Il n’est pas exceptionnel d’entendre le thérapeute pianoter sur le clavier de son ordinateur. Signifie-t-il à son patient qu’il ferait mieux de consulter ailleurs ? Non, à moins que le thérapeute soit un goujat ou un incompétent, pianoter est souvent une façon de s’abstraire pour mieux entendre. Certains thérapeutes préfèrent les mots croisés. Souvent aussi, pianoter ou lire le journal en faisant du bruit est une façon de dire au patient qu’il est dans le bla-bla stérile, la parole vide.

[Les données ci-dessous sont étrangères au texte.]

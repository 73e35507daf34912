use std::path::Path;

use anyhow::Result;

use super::command::{git_succeeds, run_git};

/// Returns true if `dir` exists and is the top of a git working tree.
///
/// Plain directories nested inside some other repository do not count.
#[must_use]
pub fn is_git_repository(dir: &Path) -> bool {
  dir.is_dir() && gix::open(dir).is_ok()
}

/// Short names of all local branches, in git's order.
pub fn list_local_branches(repo: &Path) -> Result<Vec<String>> {
  let out = run_git(&["branch", "--format=%(refname:short)"], repo)?;
  Ok(
    out
      .lines()
      .map(str::trim)
      .filter(|line| !line.is_empty())
      .map(ToString::to_string)
      .collect(),
  )
}

pub fn branch_exists(repo: &Path, branch: &str) -> Result<bool> {
  Ok(list_local_branches(repo)?.iter().any(|b| b == branch))
}

/// Returns true when `branch` already tracks a remote.
pub fn has_upstream(repo: &Path, branch: &str) -> Result<bool> {
  let key = format!("branch.{branch}.remote");
  git_succeeds(&["config", "--get", &key], repo)
}
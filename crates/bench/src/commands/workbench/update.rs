use anyhow::Result;

use crate::commands::workbench::{
  add_repo_worktree, find_entry, load_workbench_config, plan_worktrees, target_name,
};
use crate::config::AppContext;
use crate::errors::BenchError;
use crate::store::{SourceRepo, WorkbenchStatus, name_list, save_yaml};
use crate::utils::error_messages;
use crate::utils::git::remove_worktree;
use crate::utils::validation::{parse_repo_specs, validate_repo};
use crate::log_success;

pub fn run(
  ctx: &AppContext,
  name: Option<&str>,
  add_specs: &[String],
  remove_dirs: &[String],
) -> Result<()> {
  ctx.runtime.require_root_or_workbench("workbench update")?;
  let name = target_name(ctx, name)?;
  if add_specs.is_empty() && remove_dirs.is_empty() {
    return Err(
      BenchError::validation("At least one --add-repo or --remove-repo option is required.").into(),
    );
  }
  let additions = parse_repo_specs(add_specs)?;

  let paths = ctx.runtime.paths()?;
  let entry = find_entry(ctx.runtime.base_config()?, &name)?;
  if entry.status == WorkbenchStatus::Inactive {
    return Err(BenchError::validation(error_messages::workbench_inactive(&name)).into());
  }
  let mut config = load_workbench_config(&paths, &name)?;

  let current = config.repo_dirs();
  for dir in remove_dirs {
    if !current.contains(dir) {
      return Err(
        BenchError::validation(format!(
          "Repo \"{dir}\" not found in workbench \"{name}\". Available repos: {}",
          name_list(&current)
        ))
        .into(),
      );
    }
  }
  let mut remaining: Vec<SourceRepo> = config
    .repos
    .iter()
    .filter(|r| !remove_dirs.contains(&r.dir))
    .cloned()
    .collect();

  let mut taken: Vec<String> = remaining.iter().map(|r| r.dir.clone()).collect();
  for addition in &additions {
    if taken.contains(&addition.dir) {
      return Err(
        BenchError::validation(format!(
          "Repository directory \"{}\" already exists in workbench \"{name}\".",
          addition.dir
        ))
        .into(),
      );
    }
    validate_repo(paths.root(), addition)?;
    taken.push(addition.dir.clone());
  }

  let plans = plan_worktrees(&paths, &config.git_branch, &additions)?;

  for dir in remove_dirs {
    remove_worktree(&paths.repo_dir(dir), &paths.worktree_dir(&name, dir))?;
  }
  for plan in &plans {
    add_repo_worktree(&paths, &name, &config.git_branch, plan)?;
  }
  remaining.extend(additions.iter().cloned());
  config.repos = remaining;
  save_yaml(&paths.workbench_config_path(&name), &config)?;

  log_success!(
    "Workbench \"{}\" updated: removed {} repo(s), added {} repo(s)",
    name,
    remove_dirs.len(),
    additions.len()
  );
  Ok(())
}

Et qu’il est temps de se remettre au travail. Aussitôt fait, l’analyste abandonne son ordinateur ou son magazine. « Il y a des moments où les patients m’ennuient, quand ils s’installent dans la routine notamment, constate Virginie Megglé. Mais je ne le montre pas. En fait, quand je décroche, le patient s’en rend compte. Certains confrères s’endorment, ça m’est arrivé. C’était un message de mon inconscient qui me prévenait que j’allais trop mal pour entendre d’autres personnes. »

Comment faire plaisir à mon psy ?

A lire Que font vos psychanalystes ? de Michel Larivière (Stock, 2010) Que se passe-t-il réellement dans le cabinet du psychanalyste ? Alternant récits de cas et réflexions philosophiques, cet ouvrage d’un psychanalyste et philosophe canadien tente de décrypter les mécanismes en jeu dans la relation thérapeutique… et dans la tête du praticien.

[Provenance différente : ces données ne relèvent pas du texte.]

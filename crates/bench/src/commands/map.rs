//! Repository maps: agent-written overviews under `<config-dir>/maps` at the
//! root or `bench/maps` inside a workbench. `metamap.md` marks an initialized
//! maps directory.

use std::fs;
use std::path::PathBuf;

use anyhow::{Context, Result};

use crate::commands::{check_agent_exit, confirm_or_cancel, models};
use crate::config::AppContext;
use crate::errors::BenchError;
use crate::mode::Mode;
use crate::utils::error_messages;
use crate::utils::prompts::{
  MAP_INIT, MAP_UPDATE, MAPS_LOCATION_PLACEHOLDER, REPOSITORIES_PLACEHOLDER, read_prompt, render,
  repositories_block,
};
use crate::utils::scaffold::{list_repo_directories, list_sibling_directories};
use crate::utils::validation::check_known_repos;
use crate::log_info;

const METAMAP_FILE: &str = "metamap.md";

struct MapTarget {
  maps_dir: PathBuf,
  prompts_dir: PathBuf,
  cwd: PathBuf,
  location: String,
  repos: Vec<String>,
}

fn resolve_target(ctx: &AppContext, action: &str) -> Result<MapTarget> {
  let runtime = &ctx.runtime;
  match runtime.mode {
    Mode::Uninitialized => Err(BenchError::wrong_mode(error_messages::NOT_A_PROJECT).into()),
    Mode::WithinRoot => Err(
      BenchError::wrong_mode(format!(
        "Cannot {action} maps from inside the project tree. Run this command from the project root or a workbench directory."
      ))
      .into(),
    ),
    Mode::Root => {
      let paths = runtime.paths()?;
      Ok(MapTarget {
        maps_dir: paths.maps_dir(),
        prompts_dir: paths.prompts_dir(),
        cwd: paths.root().to_path_buf(),
        location: format!("{}/maps", paths.config_dir_name()),
        repos: list_sibling_directories(paths.root())?,
      })
    }
    Mode::Workbench => {
      let wb = runtime.workbench_paths();
      Ok(MapTarget {
        maps_dir: wb.maps_dir(),
        prompts_dir: wb.prompts_dir(),
        cwd: wb.dir().to_path_buf(),
        location: format!("{}/maps", wb.data_dir_name()),
        repos: list_repo_directories(wb.dir())?,
      })
    }
  }
}

fn narrow(target: &mut MapTarget, only_repos: &[String]) -> Result<()> {
  if only_repos.is_empty() {
    return Ok(());
  }
  check_known_repos(only_repos, &target.repos)?;
  target.repos.retain(|r| only_repos.contains(r));
  Ok(())
}

fn run_agent(
  ctx: &AppContext,
  target: &MapTarget,
  prompt_file: &str,
  model: Option<&str>,
  during: &str,
) -> Result<()> {
  let model = model.map_or_else(|| models(ctx).map, ToString::to_string);
  let template = read_prompt(&target.prompts_dir, prompt_file)?;
  let prompt = render(
    &template,
    &[
      (MAPS_LOCATION_PLACEHOLDER, &target.location),
      (REPOSITORIES_PLACEHOLDER, &repositories_block(&target.repos)),
    ],
  );
  let code = ctx.agent().run_headless(&prompt, &model, &target.cwd)?;
  check_agent_exit(code, during)
}

pub fn init(ctx: &AppContext, model: Option<&str>, only_repos: &[String]) -> Result<()> {
  let mut target = resolve_target(ctx, "initialize")?;
  if target.maps_dir.join(METAMAP_FILE).exists() {
    return Err(
      BenchError::validation(
        "Maps are already initialized. Use 'bench map update' to update existing maps.",
      )
      .into(),
    );
  }
  if target.repos.is_empty() {
    return Err(BenchError::validation("No repositories found to map.").into());
  }
  narrow(&mut target, only_repos)?;

  for repo in &target.repos {
    let dir = target.maps_dir.join(repo);
    fs::create_dir_all(&dir).with_context(|| format!("failed to create {}", dir.display()))?;
    let keep = dir.join(".gitkeep");
    if !keep.exists() {
      fs::write(&keep, "").with_context(|| format!("failed to write {}", keep.display()))?;
    }
  }

  log_info!("Initializing repository maps...");
  run_agent(ctx, &target, MAP_INIT, model, "map initialization")
}

pub fn update(ctx: &AppContext, model: Option<&str>, only_repos: &[String], yes: bool) -> Result<()> {
  let mut target = resolve_target(ctx, "update")?;
  if !target.maps_dir.join(METAMAP_FILE).exists() {
    return Err(
      BenchError::validation("Maps have not been initialized. Run 'bench map init' first.").into(),
    );
  }
  if target.repos.is_empty() {
    return Err(BenchError::validation("No repositories found to update maps for.").into());
  }
  narrow(&mut target, only_repos)?;

  let mut missing: Vec<String> = target
    .repos
    .iter()
    .filter(|r| !target.maps_dir.join(r).is_dir())
    .cloned()
    .collect();
  if !missing.is_empty() {
    missing.sort();
    return Err(
      BenchError::validation(format!(
        "Map directories missing for: {}. Run 'bench map init' for these repositories first.",
        missing.join(", ")
      ))
      .into(),
    );
  }

  if !confirm_or_cancel(yes, "Update repository maps?", "Map update cancelled.")? {
    return Ok(());
  }
  log_info!("Updating repository maps...");
  run_agent(ctx, &target, MAP_UPDATE, model, "map update")
}
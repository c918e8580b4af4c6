use std::sync::Arc;

use tracing::info;

use prcard_core::AppResult;
use prcard_domain::{FieldValues, PdfFieldSet, StampOverlay};

use super::ports::{PdfFormEngine, SourceDocumentStore};

/// Application service for the PR card PDF form.
///
/// The source document is loaded again on every call, so concurrent requests
/// never share parsed document state.
#[derive(Clone)]
pub struct PdfFormService {
    source: Arc<dyn SourceDocumentStore>,
    engine: Arc<dyn PdfFormEngine>,
}

impl PdfFormService {
    /// Creates a service from a document store and a form engine.
    #[must_use]
    pub fn new(source: Arc<dyn SourceDocumentStore>, engine: Arc<dyn PdfFormEngine>) -> Self {
        Self { source, engine }
    }

    /// Lists the source form's fields with their current values.
    pub async fn list_fields(&self) -> AppResult<PdfFieldSet> {
        let document = self.source.load().await?;
        let fields = self.engine.read_fields(&document)?;
        info!(field_count = fields.len(), "listed source form fields");
        Ok(fields)
    }

    /// Fills the source form and returns the new document.
    pub async fn fill_fields(&self, values: &FieldValues, flatten: bool) -> AppResult<Vec<u8>> {
        let document = self.source.load().await?;
        let filled = self.engine.fill_fields(&document, values, flatten)?;
        info!(
            value_count = values.len(),
            flatten,
            output_bytes = filled.len(),
            "filled source form"
        );
        Ok(filled)
    }

    /// Fills the source form and stamps free text over it.
    pub async fn stamp_overlay(
        &self,
        values: &FieldValues,
        overlay: &StampOverlay,
        flatten: bool,
    ) -> AppResult<Vec<u8>> {
        let document = self.source.load().await?;
        let stamped = self
            .engine
            .stamp_overlay(&document, values, overlay, flatten)?;
        info!(
            value_count = values.len(),
            stamp_count = overlay.stamps().len(),
            flatten,
            output_bytes = stamped.len(),
            "stamped source form"
        );
        Ok(stamped)
    }
}
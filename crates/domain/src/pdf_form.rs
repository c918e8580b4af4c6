use std::collections::BTreeMap;

use serde::{Deserialize, Serialize};

/// Value requested for one interactive form field.
#[derive(Debug, Clone, PartialEq, Eq)]
pub enum FieldValue {
    /// Literal text written into a text field.
    Text(String),
    /// PDF name constant, used for checkbox and radio states (`/Yes`, `/Off`).
    Name(String),
}

impl FieldValue {
    /// Interprets a raw request value. A leading forward slash marks a PDF name.
    #[must_use]
    pub fn parse(raw: &str) -> Self {
        match raw.strip_prefix('/') {
            Some(name) => Self::Name(name.to_owned()),
            None => Self::Text(raw.to_owned()),
        }
    }
}

/// Requested values keyed by fully qualified field name.
pub type FieldValues = BTreeMap<String, FieldValue>;

/// Parses raw request values, see [`FieldValue::parse`].
pub fn parse_field_values<I>(raw: I) -> FieldValues
where
    I: IntoIterator<Item = (String, String)>,
{
    raw.into_iter()
        .map(|(name, value)| {
            let value = FieldValue::parse(&value);
            (name, value)
        })
        .collect()
}

/// Fully qualified field names mapped to their current values.
///
/// Keys are the dotted names PDF viewers present (`Page1[0].Name[0]`).
/// A field without a `/V` entry maps to `None`.
#[derive(Debug, Clone, Default, PartialEq, Eq, Serialize, Deserialize)]
#[serde(transparent)]
pub struct PdfFieldSet(BTreeMap<String, Option<String>>);

impl PdfFieldSet {
    /// Creates an empty field set.
    #[must_use]
    pub fn new() -> Self {
        Self::default()
    }

    /// Records a field and its current value. Later inserts for the same name win.
    pub fn insert(&mut self, name: impl Into<String>, value: Option<String>) {
        self.0.insert(name.into(), value);
    }

    /// Returns the current value of a field, `None` when the field is unknown.
    #[must_use]
    pub fn get(&self, name: &str) -> Option<&Option<String>> {
        self.0.get(name)
    }

    /// Returns whether the field exists in the form.
    #[must_use]
    pub fn contains(&self, name: &str) -> bool {
        self.0.contains_key(name)
    }

    /// Returns the number of fields.
    #[must_use]
    pub fn len(&self) -> usize {
        self.0.len()
    }

    /// Returns whether the form has no fields.
    #[must_use]
    pub fn is_empty(&self) -> bool {
        self.0.is_empty()
    }
}

#[cfg(test)]
mod tests {
    use super::{FieldValue, PdfFieldSet};

    #[test]
    fn leading_slash_marks_a_name_value() {
        assert_eq!(FieldValue::parse("/Yes"), FieldValue::Name("Yes".to_owned()));
        assert_eq!(
            FieldValue::parse("Jane / Doe"),
            FieldValue::Text("Jane / Doe".to_owned())
        );
    }

    #[test]
    fn field_set_keeps_absent_values_distinct_from_unknown_fields() {
        let mut fields = PdfFieldSet::new();
        fields.insert("Page1[0].Name[0]", Some("Jane".to_owned()));
        fields.insert("Page1[0].Signed[0]", None);

        assert_eq!(
            fields.get("Page1[0].Name[0]"),
            Some(&Some("Jane".to_owned()))
        );
        assert_eq!(fields.get("Page1[0].Signed[0]"), Some(&None));
        assert_eq!(fields.get("Page2[0].Missing[0]"), None);
        assert_eq!(fields.len(), 2);
    }
}
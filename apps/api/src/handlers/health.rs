use axum::Json;

use crate::dto::HealthResponse;

pub async fn health_handler() -> Json<HealthResponse> {
    Json(HealthResponse { status: "ok" })
}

Être thérapeute est un métier à la fois éprouvant – impossible de s’en sortir sans échanger avec des collègues – et passionnant. Mais si plaisir il y a, c’est d’abord celui du travail bien fait. Tous les psys avouent éprouver du plaisir quand le patient est sorti du discours courant, qu’il a lâché ses certitudes, ses résistances, qu’il devient créatif, vivant. Il est d’ailleurs fréquent de proposer des séances à prix très réduit à des personnes dans une situation financière difficile, mais qui effectuent un travail remarquable. Ce n’est ni la pitié ni la sympathie qui guident le thérapeute quand il agit ainsi. C’est son désir de faire advenir la vérité, un désir sans lequel, aucune thérapie n’est possible.